Scientists Identify Transition Between Easy and Difficult Tasks
Scientists have found that the nervous system uses different control mechanisms for easy and difficult aiming tasks, in order to optimize motor performance. Hand drawn by Hans Holbein the Younger around year 1523.
( -- One of the primary ways in which we as humans can manipulate our environment involves working with our hands, using them to point, reach, and handle tools such as pens, needles, and screwdrivers. While it's clear from everyday observation that it takes longer to perform difficult aiming tasks (those that require precise, detailed movements) than easy ones, scientists have long thought that performance time increases linearly with task difficulty. However, a new study shows that the human nervous system is more complicated than this theory suggests.

In their study, Raoul Huys, Laure Fernandez, Reinoud Bootsma, and Viktor Jirsa from the University of the Mediterranean in Marseille, France, have investigated the relationship between task difficulty and movement speed. Until now, this relationship has been thought to be continuous, as expressed by Fitts' law. Proposed in 1954 by Paul Fitts, the law states that the time needed to successfully perform an aiming movement increases linearly with task difficulty.

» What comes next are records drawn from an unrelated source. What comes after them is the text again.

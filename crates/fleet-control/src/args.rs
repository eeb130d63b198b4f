//! Positional argument access for callback handlers.
//!
//! `args[0]` is the command name; handlers parse the rest into a typed
//! request and fail with `InvalidParameters` instead of indexing blindly.

use std::fmt::Display;
use std::str::FromStr;

use fleet_core::HostId;

use crate::error::{HandlerError, HandlerResult};

#[derive(Debug, Clone, Copy)]
pub struct Args<'a> {
    command: &'a str,
    values: &'a [String],
}

impl<'a> Args<'a> {
    pub fn new(values: &'a [String]) -> Self {
        Self {
            command: values.first().map(String::as_str).unwrap_or(""),
            values,
        }
    }

    /// Require at least `count` values, the command name included.
    pub fn require(self, count: usize) -> HandlerResult<Self> {
        if self.values.len() < count {
            return Err(self.invalid(format!(
                "expected {} arguments, got {}",
                count.saturating_sub(1),
                self.values.len().saturating_sub(1)
            )));
        }
        Ok(self)
    }

    pub fn command(&self) -> &'a str {
        self.command
    }

    /// Number of values, the command name included.
    pub fn len(&self) -> usize {
        self.values.len()
    }

    pub fn is_empty(&self) -> bool {
        self.values.is_empty()
    }

    pub fn str(&self, index: usize) -> HandlerResult<&'a str> {
        self.values
            .get(index)
            .map(String::as_str)
            .ok_or_else(|| self.invalid(format!("missing argument {index}")))
    }

    pub fn parse<T>(&self, index: usize, name: &str) -> HandlerResult<T>
    where
        T: FromStr,
        T::Err: Display,
    {
        let raw = self.str(index)?;
        raw.trim()
            .parse()
            .map_err(|e| self.invalid(format!("{name} '{raw}': {e}")))
    }

    pub fn id(&self, index: usize, name: &str) -> HandlerResult<i64> {
        self.parse(index, name)
    }

    /// A host id; negative values are allowed and mean "no host".
    pub fn host(&self, index: usize, name: &str) -> HandlerResult<HostId> {
        self.parse(index, name)
    }

    pub fn invalid(&self, reason: impl Into<String>) -> HandlerError {
        HandlerError::InvalidParameters {
            command: self.command.to_string(),
            reason: reason.into(),
        }
    }
}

However, Huys and his coauthors found something different: that the relationship between task difficulty and movement speed is discontinuous. The researchers identified a specific level of task difficulty at which a transition occurs, where the human nervous system abruptly engages a different for difficult tasks. Specifically, humans seem to use faster rhythmic movements when performing easy tasks, and slower discrete movements when performing difficult tasks.

“Of greatest significance is the finding that two control mechanisms are involved in reciprocal precision aiming and that each of them adheres to its own particular speed-accuracy trade-off,” Huys told “This puts the well-known speed-accuracy trade-off in a completely different light than previously held. It also tells us that evolution has endowed us with different functional modules that each adhere to its own merits and limitations, and that we can use them in order to optimize motor performance given certain task constraints.”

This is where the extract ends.